§ **YOUR GOAL**
Please return the whole listing. Keep each line exactly the same.

━━ SOURCE RECORDS

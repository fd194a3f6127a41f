//! WMS HTTP Client
//!
//! Reports the lifecycle and log events of a running workflow to a WMS
//! monitoring server.
//!
//! A session runs in three steps: verify the server is up and running,
//! create (or re-bind to) a workflow on it, then send one status update per
//! log event. Every failure is returned as a [`MonitorError`]; nothing in this
//! crate terminates the process.
//!
//! # Example
//!
//! ```no_run
//! use wms_client::{WmsClient, WorkflowMonitor};
//! use wms_core::domain::event::{JobHandle, LogEvent};
//! use wms_core::domain::session::{RunMetadata, RunParameters};
//!
//! #[tokio::main]
//! async fn main() -> anyhow::Result<()> {
//!     let client = WmsClient::new("http://localhost:5000", None)?;
//!     let monitor =
//!         WorkflowMonitor::start(client, &RunMetadata::default(), &RunParameters::new()).await?;
//!
//!     monitor
//!         .log_handler(&LogEvent::new().with_job(JobHandle::new("align")))
//!         .await?;
//!     Ok(())
//! }
//! ```

pub mod classify;
pub mod error;
mod monitor;
mod service;
mod status;
mod workflows;

// Re-export commonly used types
pub use classify::ResponseClassifier;
pub use error::{MonitorError, Result};
pub use monitor::{LogHandler, WorkflowMonitor};
pub use status::asctime;

use reqwest::header::{AUTHORIZATION, HeaderMap, HeaderValue};
use reqwest::{Client, IntoUrl, Method, RequestBuilder, Url};

/// Endpoint that reports server health
pub const SERVICE_INFO_ENDPOINT: &str = "/api/service-info";
/// Endpoint that creates or re-binds a workflow
pub const CREATE_WORKFLOW_ENDPOINT: &str = "/create_workflow";
/// Endpoint that receives log events
pub const UPDATE_STATUS_ENDPOINT: &str = "/update_workflow_status";

/// Endpoint that updates the metadata of workflow `id`, as named in diagnostics
pub fn workflow_endpoint(id: &str) -> String {
    format!("/api/workflow/{}", id)
}

/// HTTP client for the WMS monitoring API
///
/// Every request goes through [`WmsClient::headers`], so the bearer token is
/// attached uniformly when one is configured.
#[derive(Debug, Clone)]
pub struct WmsClient {
    /// Base URL of the server (e.g., "http://localhost:5000")
    base_url: String,
    /// HTTP client instance
    client: Client,
    /// Token as configured
    token: Option<String>,
    /// Pre-built `Authorization` header value
    authorization: Option<HeaderValue>,
    classifier: ResponseClassifier,
}

impl WmsClient {
    /// Create a new client
    ///
    /// # Arguments
    /// * `base_url` - The base URL of the server (e.g., "http://localhost:5000")
    /// * `token` - Bearer token, if the server requires authorization
    ///
    /// # Errors
    /// [`MonitorError::InvalidToken`] if the token cannot be sent as a header.
    ///
    /// # Example
    /// ```
    /// use wms_client::WmsClient;
    ///
    /// let client = WmsClient::new("http://localhost:5000/", None).unwrap();
    /// assert_eq!(client.base_url(), "http://localhost:5000");
    /// ```
    pub fn new(base_url: impl Into<String>, token: Option<String>) -> Result<Self> {
        Self::with_client(base_url, token, Client::new())
    }

    /// Create a new client with a custom HTTP client
    ///
    /// # Arguments
    /// * `base_url` - The base URL of the server
    /// * `token` - Bearer token, if any
    /// * `client` - A configured reqwest Client
    pub fn with_client(
        base_url: impl Into<String>,
        token: Option<String>,
        client: Client,
    ) -> Result<Self> {
        let token = token.filter(|t| !t.is_empty());
        let authorization = token
            .as_deref()
            .map(|t| {
                let mut value = HeaderValue::from_str(&format!("Bearer {}", t))
                    .map_err(|_| MonitorError::InvalidToken)?;
                value.set_sensitive(true);
                Ok::<_, MonitorError>(value)
            })
            .transpose()?;

        let base_url = base_url.into();
        Ok(Self {
            base_url: base_url.trim_end_matches('/').to_string(),
            client,
            token,
            authorization,
            classifier: ResponseClassifier::default(),
        })
    }

    /// Make unrecognized status codes fatal
    pub fn with_strict_mode(mut self, strict_mode: bool) -> Self {
        self.classifier = ResponseClassifier::new(strict_mode);
        self
    }

    /// Get the base URL of the server
    pub fn base_url(&self) -> &str {
        &self.base_url
    }

    pub fn token(&self) -> Option<&str> {
        self.token.as_deref()
    }

    pub fn classifier(&self) -> &ResponseClassifier {
        &self.classifier
    }

    /// Authentication headers, or `None` when no token is configured
    pub fn headers(&self) -> Option<HeaderMap> {
        self.authorization.as_ref().map(|value| {
            let mut headers = HeaderMap::new();
            headers.insert(AUTHORIZATION, value.clone());
            headers
        })
    }

    // =============================================================================
    // Request Builders
    // =============================================================================

    /// Start a request to `url` with the authentication headers applied
    fn request<U: IntoUrl>(&self, method: Method, url: U) -> RequestBuilder {
        let builder = self.client.request(method, url);
        match self.headers() {
            Some(headers) => builder.headers(headers),
            None => builder,
        }
    }

    fn endpoint_url(&self, endpoint: &str) -> String {
        format!("{}{}", self.base_url, endpoint)
    }

    /// URL of workflow `id`, with the id encoded as a single path segment
    fn workflow_url(&self, id: &str) -> Result<Url> {
        let invalid = || MonitorError::InvalidAddress {
            address: self.base_url.clone(),
        };

        let mut url = Url::parse(&self.base_url).map_err(|_| invalid())?;
        url.path_segments_mut()
            .map_err(|_| invalid())?
            .pop_if_empty()
            .extend(["api", "workflow", id]);
        Ok(url)
    }
}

━━━━

§ **TASK ANSWER**
repository fd194a3f6127a41f
//! WMS HTTP Client
//!
//! Reports the lifecycle and log events of a running workflow to a WMS
//! monitoring server.
//!
//! A session runs in three steps: verify the server is up and running,
//! create (or re-bind to) a workflow on it, then send one status update per
//! log event. Every failure is returned as a [`MonitorError`]; nothing in this
//! crate terminates the process.
//!
//! # Example
//!
//! ```no_run
//! use wms_client::{WmsClient, WorkflowMonitor};
//! use wms_core::domain::event::{JobHandle, LogEvent};
//! use wms_core::domain::session::{RunMetadata, RunParameters};
//!
//! #[tokio::main]
//! async fn main() -> anyhow::Result<()> {
//!     let client = WmsClient::new("http://localhost:5000", None)?;
//!     let monitor =
//!         WorkflowMonitor::start(client, &RunMetadata::default(), &RunParameters::new()).await?;
//!
//!     monitor
//!         .log_handler(&LogEvent::new().with_job(JobHandle::new("align")))
//!         .await?;
//!     Ok(())
//! }
//! ```

pub mod classify;
pub mod error;
mod monitor;
mod service;
mod status;
mod workflows;

// Re-export commonly used types
pub use classify::ResponseClassifier;
pub use error::{MonitorError, Result};
pub use monitor::{LogHandler, WorkflowMonitor};
pub use status::asctime;

use reqwest::header::{AUTHORIZATION, HeaderMap, HeaderValue};
use reqwest::{Client, IntoUrl, Method, RequestBuilder, Url};

/// Endpoint that reports server health
pub const SERVICE_INFO_ENDPOINT: &str = "/api/service-info";
/// Endpoint that creates or re-binds a workflow
pub const CREATE_WORKFLOW_ENDPOINT: &str = "/create_workflow";
/// Endpoint that receives log events
pub const UPDATE_STATUS_ENDPOINT: &str = "/update_workflow_status";

/// Endpoint that updates the metadata of workflow `id`, as named in diagnostics
pub fn workflow_endpoint(id: &str) -> String {
    format!("/api/workflow/{}", id)
}

/// HTTP client for the WMS monitoring API
///
/// Every request goes through [`WmsClient::headers`], so the bearer token is
/// attached uniformly when one is configured.
#[derive(Debug, Clone)]
pub struct WmsClient {
    /// Base URL of the server (e.g., "http://localhost:5000")
    base_url: String,
    /// HTTP client instance
    client: Client,
    /// Token as configured
    token: Option<String>,
    /// Pre-built `Authorization` header value
    authorization: Option<HeaderValue>,
    classifier: ResponseClassifier,
}

impl WmsClient {
    /// Create a new client
    ///
    /// # Arguments
    /// * `base_url` - The base URL of the server (e.g., "http://localhost:5000")
    /// * `token` - Bearer token, if the server requires authorization
    ///
    /// # Errors
    /// [`MonitorError::InvalidToken`] if the token cannot be sent as a header.
    ///
    /// # Example
    /// ```
    /// use wms_client::WmsClient;
    ///
    /// let client = WmsClient::new("http://localhost:5000/", None).unwrap();
    /// assert_eq!(client.base_url(), "http://localhost:5000");
    /// ```
    pub fn new(base_url: impl Into<String>, token: Option<String>) -> Result<Self> {
        Self::with_client(base_url, token, Client::new())
    }

    /// Create a new client with a custom HTTP client
    ///
    /// # Arguments
    /// * `base_url` - The base URL of the server
    /// * `token` - Bearer token, if any
    /// * `client` - A configured reqwest Client
    pub fn with_client(
        base_url: impl Into<String>,
        token: Option<String>,
        client: Client,
    ) -> Result<Self> {
        let token = token.filter(|t| !t.is_empty());
        let authorization = token
            .as_deref()
            .map(|t| {
                let mut value = HeaderValue::from_str(&format!("Bearer {}", t))
                    .map_err(|_| MonitorError::InvalidToken)?;
                value.set_sensitive(true);
                Ok::<_, MonitorError>(value)
            })
            .transpose()?;

        let base_url = base_url.into();
        Ok(Self {
            base_url: base_url.trim_end_matches('/').to_string(),
            client,
            token,
            authorization,
            classifier: ResponseClassifier::default(),
        })
    }

    /// Make unrecognized status codes fatal
    pub fn with_strict_mode(mut self, strict_mode: bool) -> Self {
        self.classifier = ResponseClassifier::new(strict_mode);
        self
    }

    /// Get the base URL of the server
    pub fn base_url(&self) -> &str {
        &self.base_url
    }

    pub fn token(&self) -> Option<&str> {
        self.token.as_deref()
    }

    pub fn classifier(&self) -> &ResponseClassifier {
        &self.classifier
    }

    /// Authentication headers, or `None` when no token is configured
    pub fn headers(&self) -> Option<HeaderMap> {
        self.authorization.as_ref().map(|value| {
            let mut headers = HeaderMap::new();
            headers.insert(AUTHORIZATION, value.clone());
            headers
        })
    }

    // =============================================================================
    // Request Builders
    // =============================================================================

    /// Start a request to `url` with the authentication headers applied
    fn request<U: IntoUrl>(&self, method: Method, url: U) -> RequestBuilder {
        let builder = self.client.request(method, url);
        match self.headers() {
            Some(headers) => builder.headers(headers),
            None => builder,
        }
    }

    fn endpoint_url(&self, endpoint: &str) -> String {
        format!("{}{}", self.base_url, endpoint)
    }

    /// URL of workflow `id`, with the id encoded as a single path segment
    fn workflow_url(&self, id: &str) -> Result<Url> {
        let invalid = || MonitorError::InvalidAddress {
            address: self.base_url.clone(),
        };

        let mut url = Url::parse(&self.base_url).map_err(|_| invalid())?;
        url.path_segments_mut()
            .map_err(|_| invalid())?
            .pop_if_empty()
            .extend(["api", "workflow", id]);
        Ok(url)
    }
}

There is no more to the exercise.